Recently, I have been having a me-time problem. The problem is, I don't have any. Now, there are pressing and non-modifiable external reasons for my lack of a life, namely residency, which severely limits the total number of hours that I can devote to non-work activities. Then's there is parenthood and I know I don't have to go into detail here at MiM about the ways in which that limits me-time. Let's just say: Last weekend I turned on the shower and read a New Yorker article while sitting on the bathroom floor and telling my daughter through the door in a sing-song voice that I was almost do-one with my show-er. So my expectations in the me-time department are not lofty. I'm not talking about daily me-time and there are months when I resign myself to the fact that I might only get a few hours per month to myself. But I'm beginning to see the toll that no me-time can take when it begins to stretch from months to years. My best friend in the world has been with her "new" boyfriend for almost a year and I have never met him. One of my other dearest friends had a baby over a month ago and I have yet to talk with her in person. The list of friends and relatives whose birthday I have under-celebrated or whom I owe calls, cards, gifts, or visits is long. I have not formed very many lasting social connections with my co-residents because I never attend happy hours, dinners, or trips.

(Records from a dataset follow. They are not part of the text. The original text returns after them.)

//! Configuration loading.
//!
//! Sources, lowest to highest priority:
//! 1. Built-in defaults
//! 2. `<config dir>/mom/config.toml` (user-global)
//! 3. `mom.toml` in the working directory
//! 4. `MOM_*` environment variables
//!
//! Files are merged key by key: a local file that only sets `[web]` keeps the
//! global `[places]` key.
//!
//! CLI flags are layered on top by the binary.

use serde::{Deserialize, Serialize};
use std::path::{Path, PathBuf};
use tracing::debug;

use crate::error::{MomError, MomResult};
use crate::geo::Coordinate;

/// Default Places API host.
pub const DEFAULT_PLACES_URL: &str = "https://maps.googleapis.com";

/// Project-local config file name.
pub const LOCAL_CONFIG_FILE: &str = "mom.toml";

#[derive(Debug, Clone, Default, Serialize, Deserialize)]
pub struct MomConfig {
    #[serde(default)]
    pub capture: CaptureConfig,
    #[serde(default)]
    pub location: LocationConfig,
    #[serde(default)]
    pub places: PlacesConfig,
    #[serde(default)]
    pub web: WebConfig,
}

#[derive(Debug, Clone, Serialize, Deserialize)]
#[serde(default)]
pub struct CaptureConfig {
    /// JPEG quality for the re-encoded still (1-100).
    pub quality: u8,
    pub allow_editing: bool,
    /// Command that writes a still image to stdout, e.g. `libcamera-still -o -`.
    pub camera_command: Option<String>,
}

impl Default for CaptureConfig {
    fn default() -> Self {
        Self {
            quality: 90,
            allow_editing: true,
            camera_command: None,
        }
    }
}

#[derive(Debug, Clone, Serialize, Deserialize)]
#[serde(default)]
pub struct LocationConfig {
    pub timeout_ms: u64,
    pub high_accuracy: bool,
    pub lat: Option<f64>,
    pub lng: Option<f64>,
}

impl Default for LocationConfig {
    fn default() -> Self {
        Self {
            timeout_ms: 10_000,
            high_accuracy: true,
            lat: None,
            lng: None,
        }
    }
}

impl LocationConfig {
    /// The configured fixed position, if both halves are present.
    pub fn coordinate(&self) -> Option<Coordinate> {
        match (self.lat, self.lng) {
            (Some(lat), Some(lng)) => Some(Coordinate::new(lat, lng)),
            _ => None,
        }
    }
}

#[derive(Debug, Clone, Serialize, Deserialize)]
#[serde(default)]
pub struct PlacesConfig {
    pub api_key: Option<String>,
    pub base_url: String,
    pub radius_m: u32,
    pub max_results: usize,
}

impl Default for PlacesConfig {
    fn default() -> Self {
        Self {
            api_key: None,
            base_url: DEFAULT_PLACES_URL.to_string(),
            radius_m: 10_000,
            max_results: 10,
        }
    }
}

impl PlacesConfig {
    /// Credential with blank values treated as absent.
    pub fn credential(&self) -> Option<&str> {
        self.api_key.as_deref().map(str::trim).filter(|k| !k.is_empty())
    }
}

#[derive(Debug, Clone, Serialize, Deserialize)]
#[serde(default)]
pub struct WebConfig {
    pub host: String,
    pub port: u16,
}

impl Default for WebConfig {
    fn default() -> Self {
        Self {
            host: "127.0.0.1".to_string(),
            port: 3030,
        }
    }
}

impl MomConfig {
    /// Load from the global file, the local file and the environment.
    pub fn load() -> MomResult<Self> {
        let mut layers = Vec::new();

        if let Some(global) = Self::global_config_path() {
            if global.exists() {
                debug!(path = %global.display(), "Loading config file");
                layers.push(std::fs::read_to_string(&global)?);
            }
        }

        let local = PathBuf::from(LOCAL_CONFIG_FILE);
        if local.exists() {
            debug!(path = %local.display(), "Loading config file");
            layers.push(std::fs::read_to_string(&local)?);
        }

        let mut config = Self::from_layers(&layers)?;
        config.apply_env(|key| std::env::var(key).ok())?;
        Ok(config)
    }

    /// Merge TOML documents, later ones overriding earlier ones per key.
    pub fn from_layers<S: AsRef<str>>(layers: &[S]) -> MomResult<Self> {
        let mut merged = toml::Table::new();
        for layer in layers {
            let table: toml::Table =
                toml::from_str(layer.as_ref()).map_err(|e| MomError::Config(e.to_string()))?;
            merge_tables(&mut merged, table);
        }
        toml::Value::Table(merged)
            .try_into()
            .map_err(|e: toml::de::Error| MomError::Config(e.to_string()))
    }

    /// Parse a single TOML file.
    pub fn from_file(path: &Path) -> MomResult<Self> {
        let content = std::fs::read_to_string(path)?;
        debug!(path = %path.display(), "Loading config file");
        Self::from_toml(&content)
    }

    pub fn from_toml(content: &str) -> MomResult<Self> {
        toml::from_str(content).map_err(|e| MomError::Config(e.to_string()))
    }

    /// Apply `MOM_*` overrides through the given lookup.
    pub fn apply_env<F>(&mut self, lookup: F) -> MomResult<()>
    where
        F: Fn(&str) -> Option<String>,
    {
        if let Some(key) = lookup("MOM_PLACES_API_KEY") {
            self.places.api_key = Some(key);
        }
        if let Some(url) = lookup("MOM_PLACES_BASE_URL") {
            self.places.base_url = url;
        }
        if let Some(cmd) = lookup("MOM_CAMERA_COMMAND") {
            self.capture.camera_command = Some(cmd);
        }
        if let Some(port) = lookup("MOM_WEB_PORT") {
            self.web.port = port
                .parse()
                .map_err(|_| MomError::Config(format!("MOM_WEB_PORT is not a port: {port}")))?;
        }
        if let Some(timeout) = lookup("MOM_LOCATION_TIMEOUT_MS") {
            self.location.timeout_ms = timeout.parse().map_err(|_| {
                MomError::Config(format!("MOM_LOCATION_TIMEOUT_MS is not a number: {timeout}"))
            })?;
        }
        self.validate()
    }

    pub fn validate(&self) -> MomResult<()> {
        if !(1..=100).contains(&self.capture.quality) {
            return Err(MomError::Config(format!(
                "capture.quality must be 1-100, got {}",
                self.capture.quality
            )));
        }
        if self.places.max_results == 0 {
            return Err(MomError::Config("places.max_results must be positive".into()));
        }
        if let Some(coord) = self.location.coordinate() {
            if !coord.is_valid() {
                return Err(MomError::Config(format!("location {coord} is out of range")));
            }
        }
        Ok(())
    }

    pub fn global_config_path() -> Option<PathBuf> {
        dirs::config_dir().map(|p| p.join("mom").join("config.toml"))
    }
}

fn merge_tables(base: &mut toml::Table, overlay: toml::Table) {
    for (key, value) in overlay {
        match (base.get_mut(&key), value) {
            (Some(toml::Value::Table(existing)), toml::Value::Table(incoming)) => {
                merge_tables(existing, incoming);
            }
            (_, value) => {
                base.insert(key, value);
            }
        }
    }
}

#[cfg(test)]
mod tests {
    use super::*;
    use std::collections::HashMap;

    #[test]
    fn test_defaults() {
        let config = MomConfig::default();
        assert_eq!(config.capture.quality, 90);
        assert!(config.capture.allow_editing);
        assert_eq!(config.location.timeout_ms, 10_000);
        assert_eq!(config.places.radius_m, 10_000);
        assert_eq!(config.places.max_results, 10);
        assert_eq!(config.web.port, 3030);
        assert!(config.places.credential().is_none());
    }

    #[test]
    fn test_partial_toml() {
        let config = MomConfig::from_toml(
            "[places]\napi_key = \"abc\"\n\n[location]\nlat = 40.0\nlng = -3.5\n",
        )
        .unwrap();
        assert_eq!(config.places.credential(), Some("abc"));
        assert_eq!(config.places.base_url, DEFAULT_PLACES_URL);
        assert_eq!(config.location.coordinate(), Some(Coordinate::new(40.0, -3.5)));
        assert_eq!(config.capture.quality, 90);
    }

    #[test]
    fn test_local_file_keeps_global_keys() {
        let global = "[places]\napi_key = \"global-key\"\nradius_m = 5000\n\n[web]\nport = 4000\n";
        let local = "[web]\nport = 8081\n\n[places]\nradius_m = 2000\n";
        let config = MomConfig::from_layers(&[global, local]).unwrap();
        assert_eq!(config.places.credential(), Some("global-key"));
        assert_eq!(config.places.radius_m, 2000);
        assert_eq!(config.web.port, 8081);
        assert_eq!(config.web.host, "127.0.0.1");
    }

    #[test]
    fn test_no_layers_is_default() {
        let config = MomConfig::from_layers::<&str>(&[]).unwrap();
        assert_eq!(config.places.max_results, 10);
    }

    #[test]
    fn test_env_overrides() {
        let env: HashMap<&str, &str> =
            [("MOM_PLACES_API_KEY", "from-env"), ("MOM_WEB_PORT", "8080")].into();
        let mut config = MomConfig::default();
        config.apply_env(|k| env.get(k).map(|v| v.to_string())).unwrap();
        assert_eq!(config.places.credential(), Some("from-env"));
        assert_eq!(config.web.port, 8080);
    }

    #[test]
    fn test_bad_port_rejected() {
        let mut config = MomConfig::default();
        let err = config
            .apply_env(|k| (k == "MOM_WEB_PORT").then(|| "nope".to_string()))
            .unwrap_err();
        assert!(matches!(err, MomError::Config(_)));
    }

    #[test]
    fn test_blank_credential_is_absent() {
        let mut config = MomConfig::default();
        config.places.api_key = Some("   ".into());
        assert!(config.places.credential().is_none());
    }

    #[test]
    fn test_quality_range() {
        let mut config = MomConfig::default();
        config.capture.quality = 0;
        assert!(config.validate().is_err());
    }
}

Also I am just so unbelievably tired. I am locked in an almost compulsive cycle of sleep deprivation. I race home from clinic
to be with my daughter then finish notes late into the night when I should be
sleeping. I get up with her at 5:30am on weekends even when my partner offers to
let me sleep because I want to spend every last minute with her. I wake
up only 2-3 hours post-call so I can pick her up from day care. My sleep deficit feels as insurmountable as my student loan debt,
something I will be paying off until I die. Will I ever be able to go to
a movie or a play without falling asleep two minutes in?

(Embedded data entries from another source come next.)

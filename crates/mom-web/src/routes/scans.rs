//! Scan route handlers.

use axum::{
    extract::{rejection::JsonRejection, Path, State},
    http::{header, StatusCode},
    response::IntoResponse,
    Json,
};
use mom_core::analysis::model::AnalysisState;
use mom_core::capture::encode_still;
use mom_core::capture::model::{decode_data_url, CaptureOptions, CaptureSource};
use mom_core::notice::Notice;
use mom_core::report::{ScanReport, NEXT_STEPS};
use mom_core::MomError;
use serde::{Deserialize, Serialize};
use uuid::Uuid;

use crate::error::ApiError;
use crate::state::{AppState, ScanEntry};

#[derive(Deserialize)]
pub struct CreateScanRequest {
    /// `data:image/...;base64,...`
    pub image: String,
    pub source: Option<CaptureSource>,
}

#[derive(Serialize)]
pub struct ScanView {
    pub id: Uuid,
    pub source: CaptureSource,
    pub width: u32,
    pub height: u32,
    pub created_at: String,
    pub state: AnalysisState,
    pub progress: u8,
}

#[derive(Serialize)]
pub struct CreatedScan {
    #[serde(flatten)]
    pub scan: ScanView,
    pub notice: Notice,
}

impl ScanView {
    fn from_entry(entry: &ScanEntry) -> Self {
        let state = entry.simulator.state();
        Self {
            id: entry.id,
            source: entry.image.source,
            width: entry.image.width,
            height: entry.image.height,
            created_at: entry.created_at.to_rfc3339(),
            progress: state.progress(),
            state,
        }
    }
}

fn parse_id(id: &str) -> Result<Uuid, ApiError> {
    Uuid::parse_str(id).map_err(|_| ApiError::Core(MomError::UnknownScan(id.to_string())))
}

async fn find(state: &AppState, id: &str) -> Result<std::sync::Arc<ScanEntry>, ApiError> {
    let uuid = parse_id(id)?;
    state
        .scan(&uuid)
        .await
        .ok_or_else(|| ApiError::Core(MomError::UnknownScan(id.to_string())))
}

/// Accept a photo taken by the client and start analyzing it.
///
/// The upload is decoded and re-encoded at the configured quality, the same
/// way a locally captured still is.
pub async fn create_scan(
    State(state): State<AppState>,
    payload: Result<Json<CreateScanRequest>, JsonRejection>,
) -> Result<(StatusCode, Json<CreatedScan>), ApiError> {
    let Json(req) = payload?;
    let source = req.source.unwrap_or(CaptureSource::Camera);
    let raw = decode_data_url(&req.image)?;
    let options = CaptureOptions::from(&state.config.capture);

    let image = tokio::task::spawn_blocking(move || encode_still(&raw, source, &options))
        .await
        .map_err(|e| MomError::InvalidImage(format!("encoder task failed: {e}")))??;

    let entry = state.start_scan(image).await;

    tracing::info!(scan_id = %entry.id, source = source.as_str(), "Scan created");

    Ok((
        StatusCode::CREATED,
        Json(CreatedScan {
            scan: ScanView::from_entry(&entry),
            notice: Notice::photo_ready(source),
        }),
    ))
}

pub async fn list_scans(State(state): State<AppState>) -> Json<Vec<ScanView>> {
    let scans = state.scans.read().await;
    let mut views: Vec<ScanView> = scans.values().map(|e| ScanView::from_entry(e)).collect();
    views.sort_by(|a, b| b.created_at.cmp(&a.created_at));
    Json(views)
}

pub async fn get_scan(
    State(state): State<AppState>,
    Path(id): Path<String>,
) -> Result<Json<ScanView>, ApiError> {
    let entry = find(&state, &id).await?;
    Ok(Json(ScanView::from_entry(&entry)))
}

#[derive(Serialize)]
pub struct ReportView {
    #[serde(flatten)]
    pub report: ScanReport,
    pub badge: String,
    pub next_steps: [&'static str; 4],
}

pub async fn get_report(
    State(state): State<AppState>,
    Path(id): Path<String>,
) -> Result<Json<ReportView>, ApiError> {
    let report = completed_report(&state, &id).await?;
    Ok(Json(ReportView {
        badge: report.result.risk_level.badge(),
        report,
        next_steps: NEXT_STEPS,
    }))
}

/// "Download Report" as Markdown.
pub async fn download_report(
    State(state): State<AppState>,
    Path(id): Path<String>,
) -> Result<impl IntoResponse, ApiError> {
    let report = completed_report(&state, &id).await?;
    Ok((
        [
            (header::CONTENT_TYPE, "text/markdown; charset=utf-8".to_string()),
            (
                header::CONTENT_DISPOSITION,
                format!("attachment; filename=\"scan-{id}.md\""),
            ),
        ],
        report.to_markdown(),
    ))
}

async fn completed_report(state: &AppState, id: &str) -> Result<ScanReport, ApiError> {
    let entry = find(state, id).await?;
    match entry.simulator.state() {
        AnalysisState::Complete(result) => Ok(ScanReport::new(&entry.image, result)),
        AnalysisState::Failed { message, .. } => Err(ApiError::Core(MomError::unavailable(message))),
        other => Err(ApiError::NotReady(format!(
            "Analysis is {}% complete.",
            other.progress()
        ))),
    }
}

pub async fn delete_scan(
    State(state): State<AppState>,
    Path(id): Path<String>,
) -> Result<StatusCode, ApiError> {
    let uuid = parse_id(&id)?;
    if state.remove_scan(&uuid).await {
        tracing::info!(scan_id = %uuid, "Scan dismissed");
        Ok(StatusCode::NO_CONTENT)
    } else {
        Err(ApiError::Core(MomError::UnknownScan(id)))
    }
}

Don't get me wrong, I love spending time with E. It is my
favorite thing to do without even a close second. The delight and pleasure I take in even the simplest activity with her is beyond anything I have ever experienced before. Let's load the dishwasher! I say, and her little face breaks out into a beam of excitement and suddenly arranging bowls on the rack takes on a new quality of magic a la Mary Poppins. But I do miss myself. And see above re: I am really tired. I'm beginning to feel a little wan and a little crazed and very, very grouchy in the mornings and sometimes in the evenings and sometimes in the middle of the day. I know rationally that it would be good for me, for my daughter, for my marriage, for my
career, for my health -- good all around -- to take breaks and
keep from getting burned out.
The problem is, I feel deeply conflicted every time I am faced with the decision of leaving my daughter for any reason other than work and especially if the only reason is my own comfort or enjoyment. When I have only four days off a month, how can I spend even part of one day away from her? When I might have only one hour with her at the end of a day, how can I decide instead to go to a bar with my co-workers? When she is cutest in the mornings and I almost never see her in the mornings, how can I roll over and let my partner toddle down the stairs with her and get all the sweet toddler action? In the abstract, I know I should do all these things at least once in a while, but when I'm in the moment a noose tightens around my heart, part guilt, part sheer hunger to be near her and hug her and listen to her talk and watch her grow up, which I increasingly find is a quantity-time and not a quality-time activity. So I end up deferring or canceling plans or bringing E along and spending the time chasing her around rather than socializing.
I have a vacation coming up in December and I'm toying with the idea of planning a one- or two-night trip by myself to visit a friend but I'm nervous that when the day comes and it's time to drive to the airport, I won't want to go. I won't be able to go. I will end up "getting sick" and canceling and wasting money I don't even have on lost tickets and hotel reservations. Or going and feeling unsettled the whole time and regretful about time lost with my daughter when I have to go back to my 80hr schedule the following week.
Fellow MiMs: How do you handle the me-time dilemma? Should I suck it up and reclaim some me-time or suck it up and realize that these years are precious and schedule a reunion with myself in a couple of years after residency and toddlerhood are over? What strategies do you have for fitting in time for yourself? In other words: help!